Report each line from the records where the string "Europa" turns up.

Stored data
----
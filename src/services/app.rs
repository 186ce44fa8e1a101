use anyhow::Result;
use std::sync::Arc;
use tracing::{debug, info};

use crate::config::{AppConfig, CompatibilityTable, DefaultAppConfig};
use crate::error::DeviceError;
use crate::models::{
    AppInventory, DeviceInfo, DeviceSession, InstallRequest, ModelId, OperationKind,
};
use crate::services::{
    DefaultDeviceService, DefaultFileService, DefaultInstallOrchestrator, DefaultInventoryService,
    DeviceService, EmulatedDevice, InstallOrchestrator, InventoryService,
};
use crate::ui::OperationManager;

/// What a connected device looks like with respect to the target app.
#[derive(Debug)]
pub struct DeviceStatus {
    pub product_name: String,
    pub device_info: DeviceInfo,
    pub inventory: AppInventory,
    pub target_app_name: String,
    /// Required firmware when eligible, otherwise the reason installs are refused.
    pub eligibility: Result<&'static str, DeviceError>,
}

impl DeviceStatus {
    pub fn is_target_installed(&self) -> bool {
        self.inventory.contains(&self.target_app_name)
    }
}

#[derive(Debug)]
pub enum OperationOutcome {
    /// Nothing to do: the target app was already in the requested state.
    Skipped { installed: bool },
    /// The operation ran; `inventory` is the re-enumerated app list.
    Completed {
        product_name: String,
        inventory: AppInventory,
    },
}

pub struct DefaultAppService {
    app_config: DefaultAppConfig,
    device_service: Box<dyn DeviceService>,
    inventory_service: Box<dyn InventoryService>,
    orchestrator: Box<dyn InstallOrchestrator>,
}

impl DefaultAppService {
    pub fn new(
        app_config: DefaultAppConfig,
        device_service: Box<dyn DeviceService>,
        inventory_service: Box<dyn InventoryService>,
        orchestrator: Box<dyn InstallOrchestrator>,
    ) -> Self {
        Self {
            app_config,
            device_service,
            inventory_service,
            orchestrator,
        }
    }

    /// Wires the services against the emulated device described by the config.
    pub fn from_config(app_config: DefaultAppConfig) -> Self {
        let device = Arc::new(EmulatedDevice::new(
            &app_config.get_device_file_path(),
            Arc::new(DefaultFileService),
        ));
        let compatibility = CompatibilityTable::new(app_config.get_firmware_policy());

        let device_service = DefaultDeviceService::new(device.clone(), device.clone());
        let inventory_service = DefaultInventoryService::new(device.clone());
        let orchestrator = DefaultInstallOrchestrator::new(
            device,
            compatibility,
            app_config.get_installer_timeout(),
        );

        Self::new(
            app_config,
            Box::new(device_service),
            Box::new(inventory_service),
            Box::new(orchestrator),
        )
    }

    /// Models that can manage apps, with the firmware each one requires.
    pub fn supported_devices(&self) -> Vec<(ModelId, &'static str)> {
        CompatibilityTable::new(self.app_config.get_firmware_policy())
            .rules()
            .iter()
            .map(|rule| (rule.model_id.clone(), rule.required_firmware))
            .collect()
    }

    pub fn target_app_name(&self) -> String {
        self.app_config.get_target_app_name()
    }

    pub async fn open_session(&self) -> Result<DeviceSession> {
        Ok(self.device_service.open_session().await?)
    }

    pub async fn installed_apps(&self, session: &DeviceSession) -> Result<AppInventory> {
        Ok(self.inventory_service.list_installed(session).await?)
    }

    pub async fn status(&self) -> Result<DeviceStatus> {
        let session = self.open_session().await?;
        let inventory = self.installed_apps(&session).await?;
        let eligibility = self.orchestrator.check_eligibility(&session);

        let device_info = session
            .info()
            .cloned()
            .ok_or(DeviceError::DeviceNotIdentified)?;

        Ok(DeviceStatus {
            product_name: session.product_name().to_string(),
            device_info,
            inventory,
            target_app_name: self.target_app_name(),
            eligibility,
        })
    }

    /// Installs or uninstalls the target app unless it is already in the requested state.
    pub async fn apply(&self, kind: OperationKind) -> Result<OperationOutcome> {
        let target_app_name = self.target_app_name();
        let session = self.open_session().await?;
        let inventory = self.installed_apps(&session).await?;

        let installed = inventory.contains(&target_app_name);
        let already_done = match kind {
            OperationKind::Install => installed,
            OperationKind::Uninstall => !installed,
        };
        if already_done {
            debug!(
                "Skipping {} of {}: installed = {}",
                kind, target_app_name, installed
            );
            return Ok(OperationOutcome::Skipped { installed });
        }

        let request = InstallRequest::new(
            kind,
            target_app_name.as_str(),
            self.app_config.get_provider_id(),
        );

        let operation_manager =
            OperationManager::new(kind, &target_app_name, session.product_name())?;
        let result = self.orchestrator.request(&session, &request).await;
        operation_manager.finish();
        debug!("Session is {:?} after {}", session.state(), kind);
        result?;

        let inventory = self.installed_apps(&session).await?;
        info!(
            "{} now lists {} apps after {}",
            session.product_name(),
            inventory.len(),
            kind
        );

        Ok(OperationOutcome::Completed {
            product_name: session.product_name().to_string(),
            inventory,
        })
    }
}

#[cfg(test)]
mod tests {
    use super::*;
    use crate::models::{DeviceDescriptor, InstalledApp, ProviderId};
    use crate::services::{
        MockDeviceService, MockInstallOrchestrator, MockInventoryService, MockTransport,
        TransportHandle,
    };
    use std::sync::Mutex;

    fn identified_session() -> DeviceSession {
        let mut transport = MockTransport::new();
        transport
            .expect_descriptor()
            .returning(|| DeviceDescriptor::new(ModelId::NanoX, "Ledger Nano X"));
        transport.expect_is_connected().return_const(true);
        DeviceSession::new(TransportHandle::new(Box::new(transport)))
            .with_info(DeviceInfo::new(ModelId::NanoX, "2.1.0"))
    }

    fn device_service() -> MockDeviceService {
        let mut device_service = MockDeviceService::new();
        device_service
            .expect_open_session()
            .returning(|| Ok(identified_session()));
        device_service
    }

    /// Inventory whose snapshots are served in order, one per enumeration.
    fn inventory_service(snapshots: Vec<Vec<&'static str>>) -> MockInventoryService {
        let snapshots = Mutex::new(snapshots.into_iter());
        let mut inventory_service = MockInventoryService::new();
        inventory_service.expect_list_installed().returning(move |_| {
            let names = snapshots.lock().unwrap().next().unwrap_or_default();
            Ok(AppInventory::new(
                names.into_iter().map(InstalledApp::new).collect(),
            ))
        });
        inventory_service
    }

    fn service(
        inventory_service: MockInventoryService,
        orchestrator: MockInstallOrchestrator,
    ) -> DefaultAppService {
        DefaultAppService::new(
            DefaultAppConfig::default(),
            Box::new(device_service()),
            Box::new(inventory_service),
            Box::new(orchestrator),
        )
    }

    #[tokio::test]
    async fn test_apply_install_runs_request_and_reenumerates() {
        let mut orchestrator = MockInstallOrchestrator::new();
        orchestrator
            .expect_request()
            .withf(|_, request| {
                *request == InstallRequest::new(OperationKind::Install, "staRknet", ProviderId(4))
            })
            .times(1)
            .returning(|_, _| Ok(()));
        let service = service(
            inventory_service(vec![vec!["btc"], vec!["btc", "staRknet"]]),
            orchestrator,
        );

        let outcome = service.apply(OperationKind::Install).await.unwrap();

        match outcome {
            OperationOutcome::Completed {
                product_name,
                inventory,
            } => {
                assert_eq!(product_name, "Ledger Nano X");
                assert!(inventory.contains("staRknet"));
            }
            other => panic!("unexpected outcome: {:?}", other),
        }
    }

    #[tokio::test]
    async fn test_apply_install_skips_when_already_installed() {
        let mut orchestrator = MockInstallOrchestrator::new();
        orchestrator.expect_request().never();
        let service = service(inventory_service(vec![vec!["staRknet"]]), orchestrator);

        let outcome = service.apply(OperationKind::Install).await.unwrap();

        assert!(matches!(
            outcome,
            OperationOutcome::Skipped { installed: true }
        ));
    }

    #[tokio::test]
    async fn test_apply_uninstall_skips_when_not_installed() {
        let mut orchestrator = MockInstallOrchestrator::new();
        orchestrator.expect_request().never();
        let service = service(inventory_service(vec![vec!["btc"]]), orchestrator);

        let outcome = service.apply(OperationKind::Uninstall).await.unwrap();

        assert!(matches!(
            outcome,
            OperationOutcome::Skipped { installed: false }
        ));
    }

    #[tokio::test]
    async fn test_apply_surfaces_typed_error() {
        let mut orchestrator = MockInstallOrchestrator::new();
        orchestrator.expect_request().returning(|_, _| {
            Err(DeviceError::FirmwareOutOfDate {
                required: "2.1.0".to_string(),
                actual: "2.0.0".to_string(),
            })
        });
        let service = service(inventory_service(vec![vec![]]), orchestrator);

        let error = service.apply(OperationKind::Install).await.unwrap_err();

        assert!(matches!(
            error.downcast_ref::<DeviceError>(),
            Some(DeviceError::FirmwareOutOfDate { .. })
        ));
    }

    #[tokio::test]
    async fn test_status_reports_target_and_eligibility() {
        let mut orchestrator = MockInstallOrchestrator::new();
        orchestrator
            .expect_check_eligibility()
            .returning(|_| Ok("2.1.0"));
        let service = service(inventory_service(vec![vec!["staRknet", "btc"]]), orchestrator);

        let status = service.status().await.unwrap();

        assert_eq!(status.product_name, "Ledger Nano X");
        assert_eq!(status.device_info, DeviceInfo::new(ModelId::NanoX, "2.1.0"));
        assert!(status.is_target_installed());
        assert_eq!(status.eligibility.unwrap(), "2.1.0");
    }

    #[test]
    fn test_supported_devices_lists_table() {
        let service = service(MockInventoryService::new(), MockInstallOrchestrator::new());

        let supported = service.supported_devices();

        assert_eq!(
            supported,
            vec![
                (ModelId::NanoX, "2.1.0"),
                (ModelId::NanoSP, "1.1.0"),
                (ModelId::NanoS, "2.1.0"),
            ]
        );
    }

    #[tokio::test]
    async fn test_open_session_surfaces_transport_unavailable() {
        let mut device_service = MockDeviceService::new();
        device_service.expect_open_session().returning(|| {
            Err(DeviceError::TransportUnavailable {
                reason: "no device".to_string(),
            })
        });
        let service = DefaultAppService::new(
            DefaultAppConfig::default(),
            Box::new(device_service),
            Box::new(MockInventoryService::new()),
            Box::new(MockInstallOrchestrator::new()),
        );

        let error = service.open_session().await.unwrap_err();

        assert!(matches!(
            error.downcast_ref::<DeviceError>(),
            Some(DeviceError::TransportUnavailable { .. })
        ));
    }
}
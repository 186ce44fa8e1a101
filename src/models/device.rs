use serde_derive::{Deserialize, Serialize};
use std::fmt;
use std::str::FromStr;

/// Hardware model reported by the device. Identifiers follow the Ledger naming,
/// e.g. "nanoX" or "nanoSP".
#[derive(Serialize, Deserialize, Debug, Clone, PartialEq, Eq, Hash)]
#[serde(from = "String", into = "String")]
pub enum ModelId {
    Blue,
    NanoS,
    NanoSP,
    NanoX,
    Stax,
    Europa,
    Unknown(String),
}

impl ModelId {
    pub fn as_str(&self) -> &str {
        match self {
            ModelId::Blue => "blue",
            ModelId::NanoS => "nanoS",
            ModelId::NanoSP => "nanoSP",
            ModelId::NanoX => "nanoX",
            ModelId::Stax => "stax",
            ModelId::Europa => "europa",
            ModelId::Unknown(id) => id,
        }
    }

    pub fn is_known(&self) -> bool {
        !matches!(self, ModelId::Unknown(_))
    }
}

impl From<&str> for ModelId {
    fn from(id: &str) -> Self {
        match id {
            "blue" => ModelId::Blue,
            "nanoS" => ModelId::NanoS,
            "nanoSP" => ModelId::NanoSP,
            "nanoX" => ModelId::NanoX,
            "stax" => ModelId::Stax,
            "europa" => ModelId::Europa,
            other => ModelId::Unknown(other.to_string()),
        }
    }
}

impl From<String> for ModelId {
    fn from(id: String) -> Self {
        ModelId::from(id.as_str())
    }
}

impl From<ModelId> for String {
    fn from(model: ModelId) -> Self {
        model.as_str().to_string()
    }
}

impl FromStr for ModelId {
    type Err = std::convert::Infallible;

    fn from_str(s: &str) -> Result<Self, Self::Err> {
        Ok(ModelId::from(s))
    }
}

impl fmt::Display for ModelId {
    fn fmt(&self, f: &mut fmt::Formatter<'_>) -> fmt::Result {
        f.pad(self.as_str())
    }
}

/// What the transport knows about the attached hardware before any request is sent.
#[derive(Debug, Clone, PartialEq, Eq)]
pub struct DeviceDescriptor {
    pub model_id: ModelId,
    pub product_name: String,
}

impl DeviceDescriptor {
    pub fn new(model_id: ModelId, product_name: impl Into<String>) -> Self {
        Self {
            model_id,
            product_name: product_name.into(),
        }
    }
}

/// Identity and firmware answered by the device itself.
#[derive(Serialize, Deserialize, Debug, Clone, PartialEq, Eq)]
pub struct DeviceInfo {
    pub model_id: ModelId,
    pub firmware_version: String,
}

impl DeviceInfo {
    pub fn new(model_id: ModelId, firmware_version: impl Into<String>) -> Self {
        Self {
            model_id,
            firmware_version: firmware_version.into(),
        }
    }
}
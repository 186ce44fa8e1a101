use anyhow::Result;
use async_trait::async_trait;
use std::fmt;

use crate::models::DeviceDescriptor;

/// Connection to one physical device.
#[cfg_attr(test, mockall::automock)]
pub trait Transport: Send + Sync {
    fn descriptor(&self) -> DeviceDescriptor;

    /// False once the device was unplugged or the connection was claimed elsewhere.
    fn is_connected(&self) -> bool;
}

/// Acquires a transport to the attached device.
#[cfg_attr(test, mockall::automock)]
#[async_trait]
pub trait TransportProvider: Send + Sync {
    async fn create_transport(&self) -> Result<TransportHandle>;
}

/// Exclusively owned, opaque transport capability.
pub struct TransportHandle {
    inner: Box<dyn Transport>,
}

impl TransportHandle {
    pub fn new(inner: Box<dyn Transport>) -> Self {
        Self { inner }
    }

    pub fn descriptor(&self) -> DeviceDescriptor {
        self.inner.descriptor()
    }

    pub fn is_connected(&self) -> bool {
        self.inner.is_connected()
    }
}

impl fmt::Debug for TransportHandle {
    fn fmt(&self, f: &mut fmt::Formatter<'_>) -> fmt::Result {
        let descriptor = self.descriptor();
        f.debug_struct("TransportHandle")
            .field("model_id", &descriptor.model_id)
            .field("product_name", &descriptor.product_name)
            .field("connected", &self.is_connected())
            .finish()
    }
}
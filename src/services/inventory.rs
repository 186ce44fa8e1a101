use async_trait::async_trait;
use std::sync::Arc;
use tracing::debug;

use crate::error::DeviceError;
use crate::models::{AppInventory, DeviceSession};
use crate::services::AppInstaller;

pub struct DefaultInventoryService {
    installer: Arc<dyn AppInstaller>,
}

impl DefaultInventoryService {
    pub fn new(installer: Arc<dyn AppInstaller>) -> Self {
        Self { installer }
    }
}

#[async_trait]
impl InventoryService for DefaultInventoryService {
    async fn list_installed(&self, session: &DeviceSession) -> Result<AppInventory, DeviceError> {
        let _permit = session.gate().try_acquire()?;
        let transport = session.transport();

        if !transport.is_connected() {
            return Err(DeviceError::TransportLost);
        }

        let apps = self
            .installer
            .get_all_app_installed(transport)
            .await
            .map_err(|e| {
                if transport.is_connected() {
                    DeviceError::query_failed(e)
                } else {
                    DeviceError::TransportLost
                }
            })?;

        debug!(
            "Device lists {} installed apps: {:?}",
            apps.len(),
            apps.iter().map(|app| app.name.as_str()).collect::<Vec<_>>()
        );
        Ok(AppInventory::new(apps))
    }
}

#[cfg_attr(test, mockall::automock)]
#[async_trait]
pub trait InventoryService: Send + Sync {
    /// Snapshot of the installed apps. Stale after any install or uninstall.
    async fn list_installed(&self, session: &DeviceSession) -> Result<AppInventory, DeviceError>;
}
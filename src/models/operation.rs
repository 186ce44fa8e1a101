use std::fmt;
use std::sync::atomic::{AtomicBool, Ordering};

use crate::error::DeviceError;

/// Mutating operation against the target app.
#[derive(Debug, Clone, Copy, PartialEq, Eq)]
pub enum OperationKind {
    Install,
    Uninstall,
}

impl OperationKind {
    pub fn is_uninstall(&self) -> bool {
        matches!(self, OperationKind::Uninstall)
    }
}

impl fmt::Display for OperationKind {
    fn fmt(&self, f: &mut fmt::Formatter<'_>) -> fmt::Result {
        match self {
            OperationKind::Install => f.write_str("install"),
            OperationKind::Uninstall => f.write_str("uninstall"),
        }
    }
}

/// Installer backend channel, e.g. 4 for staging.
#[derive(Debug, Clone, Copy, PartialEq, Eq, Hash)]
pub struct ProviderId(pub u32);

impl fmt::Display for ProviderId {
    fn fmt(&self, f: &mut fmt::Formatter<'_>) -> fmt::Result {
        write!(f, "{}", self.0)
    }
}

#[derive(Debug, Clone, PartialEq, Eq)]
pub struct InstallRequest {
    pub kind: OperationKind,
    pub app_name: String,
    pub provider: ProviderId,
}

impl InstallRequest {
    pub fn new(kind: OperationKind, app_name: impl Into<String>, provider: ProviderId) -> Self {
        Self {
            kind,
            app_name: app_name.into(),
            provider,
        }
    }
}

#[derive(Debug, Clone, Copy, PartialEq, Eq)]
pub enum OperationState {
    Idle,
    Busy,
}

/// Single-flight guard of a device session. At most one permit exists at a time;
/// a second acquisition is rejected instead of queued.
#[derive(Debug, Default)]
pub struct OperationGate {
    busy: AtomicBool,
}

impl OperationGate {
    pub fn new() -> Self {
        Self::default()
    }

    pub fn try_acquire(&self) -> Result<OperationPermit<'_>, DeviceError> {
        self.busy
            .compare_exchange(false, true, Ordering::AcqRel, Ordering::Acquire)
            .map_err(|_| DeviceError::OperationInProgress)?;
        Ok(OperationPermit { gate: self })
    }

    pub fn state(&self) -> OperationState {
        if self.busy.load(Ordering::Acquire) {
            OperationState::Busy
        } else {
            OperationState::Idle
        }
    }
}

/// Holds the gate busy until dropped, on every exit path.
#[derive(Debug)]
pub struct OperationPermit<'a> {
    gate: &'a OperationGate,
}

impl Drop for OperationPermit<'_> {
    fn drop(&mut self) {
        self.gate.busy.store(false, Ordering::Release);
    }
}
----
■ Result of this task:
    Europa,
            ModelId::Europa => "europa",
            "europa" => ModelId::Europa,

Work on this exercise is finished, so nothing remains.